Dans un contexte personnel, d’autant plus s’il y a de l’affect, c’est beaucoup plus ambigu des 2 côtés. N’oublions pas que certaines personnes dites utiles, ne savent pas exister sans prendre ce rôle auprès des autres, jusqu’à parfois anticiper leurs besoins, tout faire pour les satisfaire alors qu’ils n’ont peut-être rien demandé. Il ne faut pas omettre cet aspect-là dans cette analyse. Quand le besoin d’utilité auprès des autres devient existentiel pour se réaliser soi-même, des personnes cherchent à devenir indispensables pour eux.
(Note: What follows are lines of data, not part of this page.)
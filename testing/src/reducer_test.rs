//! Given-When-Then testing for contract reducers.

#![allow(clippy::module_name_repetitions)] // ReducerTest is the natural name

use gala_core::{effect::Effect, reducer::Reducer};

type StateAssertion<S> = Box<dyn FnOnce(&S)>;

type EffectAssertion<A> = Box<dyn FnOnce(&[Effect<A>])>;

/// Fluent reducer test
///
/// Actions are applied in order to the given state; assertions run against
/// the final state and the effects returned by the last action.
///
/// # Example
///
/// ```ignore
/// use gala_testing::ReducerTest;
///
/// ReducerTest::new(EventReducer)
///     .with_env(test_environment())
///     .given_state(initialized_event())
///     .when_action(invoke(BOB, EventCall::GoPublic {}))
///     .then_state(|state| {
///         assert_eq!(state.last_error, Some(EventError::Unauthorized(..)));
///     })
///     .then_effects(assertions::assert_no_effects)
///     .run();
/// ```
pub struct ReducerTest<R, S, A, E>
where
    R: Reducer<State = S, Action = A, Environment = E>,
{
    reducer: R,
    environment: Option<E>,
    initial_state: Option<S>,
    actions: Vec<A>,
    state_assertions: Vec<StateAssertion<S>>,
    effect_assertions: Vec<EffectAssertion<A>>,
}

impl<R, S, A, E> ReducerTest<R, S, A, E>
where
    R: Reducer<State = S, Action = A, Environment = E>,
{
    /// Create a new reducer test with the given reducer
    #[must_use]
    pub const fn new(reducer: R) -> Self {
        Self {
            reducer,
            environment: None,
            initial_state: None,
            actions: Vec::new(),
            state_assertions: Vec::new(),
            effect_assertions: Vec::new(),
        }
    }

    /// Set the environment
    #[must_use]
    pub fn with_env(mut self, env: E) -> Self {
        self.environment = Some(env);
        self
    }

    /// Set the initial state (Given)
    #[must_use]
    pub fn given_state(mut self, state: S) -> Self {
        self.initial_state = Some(state);
        self
    }

    /// Apply an action before the one under test (Given)
    ///
    /// Effects from these actions are discarded.
    #[must_use]
    pub fn given_action(mut self, action: A) -> Self {
        self.actions.push(action);
        self
    }

    /// The action under test (When)
    #[must_use]
    pub fn when_action(mut self, action: A) -> Self {
        self.actions.push(action);
        self
    }

    /// Add an assertion about the resulting state (Then)
    #[must_use]
    pub fn then_state<F>(mut self, assertion: F) -> Self
    where
        F: FnOnce(&S) + 'static,
    {
        self.state_assertions.push(Box::new(assertion));
        self
    }

    /// Add an assertion about the effects of the last action (Then)
    #[must_use]
    pub fn then_effects<F>(mut self, assertion: F) -> Self
    where
        F: FnOnce(&[Effect<A>]) + 'static,
    {
        self.effect_assertions.push(Box::new(assertion));
        self
    }

    /// Run the actions and every assertion
    ///
    /// # Panics
    ///
    /// Panics if state, environment, or an action is missing, or if any
    /// assertion fails.
    #[allow(clippy::panic)] // Test code can panic
    #[allow(clippy::expect_used)] // Test code can use expect
    pub fn run(self) {
        let mut state = self
            .initial_state
            .expect("Initial state must be set with given_state()");

        let env = self
            .environment
            .expect("Environment must be set with with_env()");

        assert!(
            !self.actions.is_empty(),
            "Action must be set with when_action()"
        );

        let mut effects = Vec::new();
        for action in self.actions {
            effects = self.reducer.reduce(&mut state, action, &env).into_vec();
        }

        for assertion in self.state_assertions {
            assertion(&state);
        }

        for assertion in self.effect_assertions {
            assertion(&effects);
        }
    }
}

/// Helper assertions for effects
pub mod assertions {
    use gala_core::effect::Effect;

    /// Assert that there are no effects
    ///
    /// # Panics
    ///
    /// Panics if any effect other than `Effect::None` is present.
    #[allow(clippy::panic)] // Test assertion
    pub fn assert_no_effects<A: std::fmt::Debug>(effects: &[Effect<A>]) {
        assert!(
            effects.iter().all(|e| matches!(e, Effect::None)),
            "Expected no effects, but found {}: {:?}",
            effects.len(),
            effects
        );
    }

    /// Assert the number of top-level effects
    ///
    /// # Panics
    ///
    /// Panics if the number of effects doesn't match expected.
    #[allow(clippy::panic)] // Test assertion
    pub fn assert_effects_count<A>(effects: &[Effect<A>], expected: usize) {
        assert_eq!(
            effects.len(),
            expected,
            "Expected {} effects, but found {}",
            expected,
            effects.len()
        );
    }

    /// Assert that at least one `Future` effect is present, at any depth
    ///
    /// # Panics
    ///
    /// Panics if no Future effect is found.
    #[allow(clippy::panic)] // Test assertion
    pub fn assert_has_future_effect<A>(effects: &[Effect<A>]) {
        assert!(
            effects.iter().any(|e| e.future_count() > 0),
            "Expected at least one Future effect, but none found"
        );
    }

    /// Assert the total number of `Future` effects, at any depth
    ///
    /// # Panics
    ///
    /// Panics if the count doesn't match expected.
    #[allow(clippy::panic)] // Test assertion
    pub fn assert_future_count<A>(effects: &[Effect<A>], expected: usize) {
        let found: usize = effects.iter().map(Effect::future_count).sum();
        assert_eq!(
            found, expected,
            "Expected {expected} Future effects, but found {found}"
        );
    }
}

#[cfg(test)]
mod tests {
    use super::*;
    use gala_core::effect::Effect;
    use gala_core::reducer::Reducer;
    use smallvec::{SmallVec, smallvec};

    #[derive(Clone, Debug)]
    struct TallyState {
        sold: u32,
    }

    #[derive(Clone, Debug)]
    enum TallyAction {
        Sell,
        Payout,
    }

    struct TallyReducer;

    struct TallyEnv;

    impl Reducer for TallyReducer {
        type State = TallyState;
        type Action = TallyAction;
        type Environment = TallyEnv;

        fn reduce(
            &self,
            state: &mut Self::State,
            action: Self::Action,
            _env: &Self::Environment,
        ) -> SmallVec<[Effect<Self::Action>; 4]> {
            match action {
                TallyAction::Sell => {
                    state.sold += 1;
                    smallvec![Effect::None]
                },
                TallyAction::Payout => smallvec![Effect::chain(vec![
                    Effect::Future(Box::pin(async { None })),
                    Effect::Future(Box::pin(async { None })),
                ])],
            }
        }
    }

    #[test]
    fn single_action() {
        ReducerTest::new(TallyReducer)
            .with_env(TallyEnv)
            .given_state(TallyState { sold: 0 })
            .when_action(TallyAction::Sell)
            .then_state(|state| assert_eq!(state.sold, 1))
            .then_effects(assertions::assert_no_effects)
            .run();
    }

    #[test]
    fn given_actions_are_applied_first() {
        ReducerTest::new(TallyReducer)
            .with_env(TallyEnv)
            .given_state(TallyState { sold: 0 })
            .given_action(TallyAction::Sell)
            .given_action(TallyAction::Sell)
            .when_action(TallyAction::Payout)
            .then_state(|state| assert_eq!(state.sold, 2))
            .then_effects(|effects| {
                assertions::assert_effects_count(effects, 1);
                assertions::assert_has_future_effect(effects);
                assertions::assert_future_count(effects, 2);
            })
            .run();
    }

    #[test]
    fn no_effects_accepts_empty_and_none() {
        assertions::assert_no_effects::<TallyAction>(&[Effect::None]);
        assertions::assert_no_effects::<TallyAction>(&[]);
    }
}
Savoir que l’on aura toujours besoin d’eux les rassurent et leur donne une place dans la société. Leur besoin étant ici les besoins des autres, c’est une interdépendance qui se met en place et qui peut tout autant fausser certains aspects de la relation. Quand ce n’est pas le cas et avoir tout de même l’impression de ne servir qu’à cela, il sera alors nécessaire de reconsidérer la relation à l’autre, revoir sa copie, accepter cet aspect de l’autre, non pas en lui en voulant ou en attendant de lui autre chose que d’être juste « pratique ». Il est possible de refuser ce rôle en cessant de le tenir et c’est là où parfois la vérité se révèle ou se confirme : la personne, en ne lui offrant plus systématiquement ce qu’elle veut, ne vous sollicite plus et disparaît ne trouvant plus ce qu’elle cherche, ou bien (parfois, il y a des surprises.) continue de venir malgré ce changement de posture.
Il est donc nécessaire de s’interroger sur le rôle que l’autre nous donne, mais aussi sur le rôle que nous voulons prendre auprès d’eux.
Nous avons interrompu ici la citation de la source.